Lysates from RK13 cells expressing ovine PrP^C mutated on the first N-glycosylation site at residue 184 (N184Q, N184D), on the second glycosylation site at residue 200 (N200D, N200Q) or at both residue (NDND) glycosylation sites were mixed with PrP^0/0 brain lysate (1:1 dilution), seeded with serial 10-fold dilutions of tg338 brain homogenate containing either 127S (A) or T1^Ov (B) prions and submitted to 2 rounds of Cell-mb-PMCA. Lanes U contains unseeded controls. All samples were PK-treated before western blot analysis (Sha31 antibody).
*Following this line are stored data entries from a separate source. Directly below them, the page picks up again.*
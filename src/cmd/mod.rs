//! CLI command implementations.
//!
//! Each submodule owns one `Commands` variant:
//!
//! | Module    | Command   |
//! |-----------|-----------|
//! | `serve`   | `Serve`   |
//! | `init`    | `Init`    |
//! | `reindex` | `Reindex` |
//! | `config`  | `Config`  |

pub mod config;
pub mod init;
pub mod reindex;
pub mod serve;

pub use config::cmd_config;
pub use init::cmd_init;
pub use reindex::cmd_reindex;
pub use serve::cmd_serve;
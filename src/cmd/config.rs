//! Configuration view and validation commands — `taskboard config`.

use anyhow::Result;
use std::path::Path;

use super::super::ConfigCommands;
use taskboard::config::{self, BoardConfig, Overrides};

pub fn cmd_config(
    project_dir: &Path,
    explicit: Option<&Path>,
    command: Option<ConfigCommands>,
) -> Result<()> {
    let config_path = explicit
        .map(Path::to_path_buf)
        .unwrap_or_else(|| config::config_path(project_dir));

    match command {
        None | Some(ConfigCommands::Show) => {
            if config_path.exists() {
                println!("# Config file: {}", config_path.display());
            } else {
                println!("# No taskboard.toml at {}; showing defaults", config_path.display());
            }
            println!("# Effective values (with env overrides)");
            println!();
            let resolved = BoardConfig::resolve(project_dir, explicit, &Overrides::default())?;
            print!("{}", resolved.to_toml_string()?);
        }
        Some(ConfigCommands::Validate) => {
            if !config_path.exists() {
                println!("No taskboard.toml found. Using defaults (valid).");
                return Ok(());
            }

            let mut file = BoardConfig::load(&config_path)?;
            file.apply_env()?;
            let problems = file.validate();

            if problems.is_empty() {
                println!("Configuration is valid.");
            } else {
                println!("Configuration problems:");
                for problem in &problems {
                    println!("  - {}", problem);
                }
                anyhow::bail!("{} configuration problem(s)", problems.len());
            }
        }
        Some(ConfigCommands::Init) => {
            if config_path.exists() {
                println!("taskboard.toml already exists at {}", config_path.display());
                println!("Delete it first if you want to recreate it.");
                return Ok(());
            }

            BoardConfig::default().save(&config_path)?;

            println!("Created taskboard.toml at {}", config_path.display());
            println!();
            println!("You can now customize:");
            println!("  - [server] host, port, db_path, dev_mode");
            println!("  - [board] index_policy, ws_buffer");
            println!("  - [logging] level, format, dir");
        }
    }

    Ok(())
}
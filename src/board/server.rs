use std::path::PathBuf;
use std::sync::Arc;

use anyhow::{Context, Result};
use axum::{Router, routing::get};
use tokio::sync::broadcast;
use tower_http::cors::CorsLayer;
use tower_http::trace::TraceLayer;
use tracing::{info, warn};

use super::api::{self, AppState, SharedState};
use super::db::{BoardDb, DbHandle};
use super::ordering::IndexPolicy;
use super::ws::{self, Notification};

/// Configuration for the board server.
#[derive(Debug, Clone, PartialEq)]
pub struct ServerConfig {
    pub host: String,
    pub port: u16,
    pub db_path: PathBuf,
    pub dev_mode: bool,
    pub index_policy: IndexPolicy,
    /// Capacity of the notification bus; slower sockets skip what they miss.
    pub ws_buffer: usize,
}

impl Default for ServerConfig {
    fn default() -> Self {
        Self {
            host: "127.0.0.1".to_string(),
            port: 3141,
            db_path: PathBuf::from(".taskboard/board.db"),
            dev_mode: false,
            index_policy: IndexPolicy::default(),
            ws_buffer: 256,
        }
    }
}

impl ServerConfig {
    /// Dev mode listens on every interface so a containerised UI can reach it.
    pub fn bind_addr(&self) -> String {
        let host = if self.dev_mode { "0.0.0.0" } else { self.host.as_str() };
        format!("{}:{}", host, self.port)
    }
}

/// Open the database and wire up the shared state.
pub fn build_state(config: &ServerConfig) -> Result<SharedState> {
    if let Some(parent) = config.db_path.parent()
        && !parent.as_os_str().is_empty()
    {
        std::fs::create_dir_all(parent).context("Failed to create database directory")?;
    }

    let db = BoardDb::new(&config.db_path)
        .context("Failed to initialize board database")?
        .with_index_policy(config.index_policy);
    let (notifier, _rx) = broadcast::channel::<Notification>(config.ws_buffer.max(1));

    Ok(Arc::new(AppState {
        db: DbHandle::new(db),
        notifier,
    }))
}

/// Build the full application router with the REST API and WebSocket.
pub fn build_router(state: SharedState) -> Router {
    api::api_router()
        .route("/ws", get(ws::ws_handler))
        .layer(TraceLayer::new_for_http())
        .with_state(state)
}

/// Start the board server and serve until Ctrl+C.
pub async fn start_server(config: ServerConfig) -> Result<()> {
    let state = build_state(&config)?;

    let mut app = build_router(state);
    if config.dev_mode {
        warn!("dev mode: CORS is permissive and the server listens on all interfaces");
        app = app.layer(CorsLayer::permissive());
    }

    let addr = config.bind_addr();
    let listener = tokio::net::TcpListener::bind(&addr)
        .await
        .with_context(|| format!("Failed to bind to {}", addr))?;

    let local_addr = listener.local_addr()?;
    info!(
        %local_addr,
        db_path = %config.db_path.display(),
        index_policy = %config.index_policy,
        "task board listening"
    );
    println!("Task board running at http://{}", local_addr);

    axum::serve(listener, app)
        .with_graceful_shutdown(shutdown_signal())
        .await
        .context("Server error")?;

    info!("server shut down gracefully");
    Ok(())
}

async fn shutdown_signal() {
    if let Err(e) = tokio::signal::ctrl_c().await {
        warn!(error = %e, "failed to listen for Ctrl+C; shutting down");
    }
    info!("shutting down");
}
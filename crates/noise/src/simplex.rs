use glam::Vec4;

/// Skew factor for 4D: (sqrt(5) - 1) / 4.
const F4: f32 = 0.309_017;

/// Unskew offsets: G4, 2*G4, 3*G4, -1 + 4*G4 with G4 = (5 - sqrt(5)) / 20.
const C: Vec4 = Vec4::new(0.138_196_6, 0.276_393_2, 0.414_589_8, -0.447_213_6);

fn mod289(x: f32) -> f32 {
    x - (x * (1.0 / 289.0)).floor() * 289.0
}

fn mod289_4(v: Vec4) -> Vec4 {
    Vec4::new(mod289(v.x), mod289(v.y), mod289(v.z), mod289(v.w))
}

/// Polynomial hash over integers in `[0, 289)`. Exact in f32.
fn permute(x: f32) -> f32 {
    mod289(((x * 34.0) + 1.0) * x)
}

fn taylor_inv_sqrt(r: f32) -> f32 {
    1.792_842_9 - 0.853_734_7 * r
}

/// GLSL/WGSL `step`: 0 when `x < edge`, else 1.
fn step(edge: f32, x: f32) -> f32 {
    if x < edge { 0.0 } else { 1.0 }
}

fn fract(x: f32) -> f32 {
    x - x.floor()
}

fn grad4(j: f32, ip: Vec4) -> Vec4 {
    let px = (fract(j * ip.x) * 7.0).floor() * ip.z - 1.0;
    let py = (fract(j * ip.y) * 7.0).floor() * ip.z - 1.0;
    let pz = (fract(j * ip.z) * 7.0).floor() * ip.z - 1.0;
    let pw = 1.5 - (px.abs() + py.abs() + pz.abs());

    let s = Vec4::new(
        less_than_zero(px),
        less_than_zero(py),
        less_than_zero(pz),
        less_than_zero(pw),
    );
    Vec4::new(
        px + (s.x * 2.0 - 1.0) * s.w,
        py + (s.y * 2.0 - 1.0) * s.w,
        pz + (s.z * 2.0 - 1.0) * s.w,
        pw,
    )
}

fn less_than_zero(x: f32) -> f32 {
    if x < 0.0 { 1.0 } else { 0.0 }
}

/// Corner hash for the lattice point `i + offset`, hashed w, z, y, x.
fn corner_hash(i: Vec4, offset: Vec4) -> f32 {
    let w = permute(i.w + offset.w);
    let z = permute(w + i.z + offset.z);
    let y = permute(z + i.y + offset.y);
    permute(y + i.x + offset.x)
}

/// 4D simplex noise.
///
/// Space goes in `xyz` and time in `w`, so a 3D field can evolve smoothly.
/// The result lies roughly in `[-1, 1]`.
pub fn simplex4(v: Vec4) -> f32 {
    // First corner
    let i = (v + Vec4::splat(v.dot(Vec4::splat(F4)))).floor();
    let x0 = v - i + Vec4::splat(i.dot(Vec4::splat(C.x)));

    // Rank the components of x0 to find the simplex we are in.
    let is_x = [step(x0.y, x0.x), step(x0.z, x0.x), step(x0.w, x0.x)];
    let is_yz = [step(x0.z, x0.y), step(x0.w, x0.y), step(x0.w, x0.z)];
    let mut i0 = Vec4::new(
        is_x[0] + is_x[1] + is_x[2],
        1.0 - is_x[0],
        1.0 - is_x[1],
        1.0 - is_x[2],
    );
    i0.y += is_yz[0] + is_yz[1];
    i0.z += 1.0 - is_yz[0];
    i0.w += 1.0 - is_yz[1];
    i0.z += is_yz[2];
    i0.w += 1.0 - is_yz[2];

    let i3 = i0.clamp(Vec4::ZERO, Vec4::ONE);
    let i2 = (i0 - Vec4::ONE).clamp(Vec4::ZERO, Vec4::ONE);
    let i1 = (i0 - Vec4::splat(2.0)).clamp(Vec4::ZERO, Vec4::ONE);

    let x1 = x0 - i1 + Vec4::splat(C.x);
    let x2 = x0 - i2 + Vec4::splat(C.y);
    let x3 = x0 - i3 + Vec4::splat(C.z);
    let x4 = x0 + Vec4::splat(C.w);

    // Permutations
    let i = mod289_4(i);
    let j0 = corner_hash(i, Vec4::ZERO);
    let j1 = Vec4::new(
        corner_hash(i, i1),
        corner_hash(i, i2),
        corner_hash(i, i3),
        corner_hash(i, Vec4::ONE),
    );

    // Gradients: 7x7x6 points over a cube, mapped onto a 4-cross polytope.
    let ip = Vec4::new(1.0 / 294.0, 1.0 / 49.0, 1.0 / 7.0, 0.0);
    let mut p0 = grad4(j0, ip);
    let mut p1 = grad4(j1.x, ip);
    let mut p2 = grad4(j1.y, ip);
    let mut p3 = grad4(j1.z, ip);
    let mut p4 = grad4(j1.w, ip);

    p0 *= taylor_inv_sqrt(p0.dot(p0));
    p1 *= taylor_inv_sqrt(p1.dot(p1));
    p2 *= taylor_inv_sqrt(p2.dot(p2));
    p3 *= taylor_inv_sqrt(p3.dot(p3));
    p4 *= taylor_inv_sqrt(p4.dot(p4));

    // Mix contributions from the five corners.
    let falloff = |x: Vec4| {
        let m = (0.6 - x.dot(x)).max(0.0);
        let m2 = m * m;
        m2 * m2
    };
    49.0 * (falloff(x0) * p0.dot(x0)
        + falloff(x1) * p1.dot(x1)
        + falloff(x2) * p2.dot(x2)
        + falloff(x3) * p3.dot(x3)
        + falloff(x4) * p4.dot(x4))
}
For comparison, the electrophoretic profiles of tg338 brain PrP^C (lane Br. PrP^C) and P2FJ6 PrP^res (lane Cell PrP^res) are shown. To facilitate the interpretation of the western blot, PrP^res monoglycosylated at residue 200 or 184 are indicated by asterisks and arrows, respectively. Full-length unglycosylated PrP^res is indicated by an arrowhead. **Indicates low size PrP^res fragments, highly abundant following conversion of unglycosylated PrP^C by 127S but not by T1^Ov prions.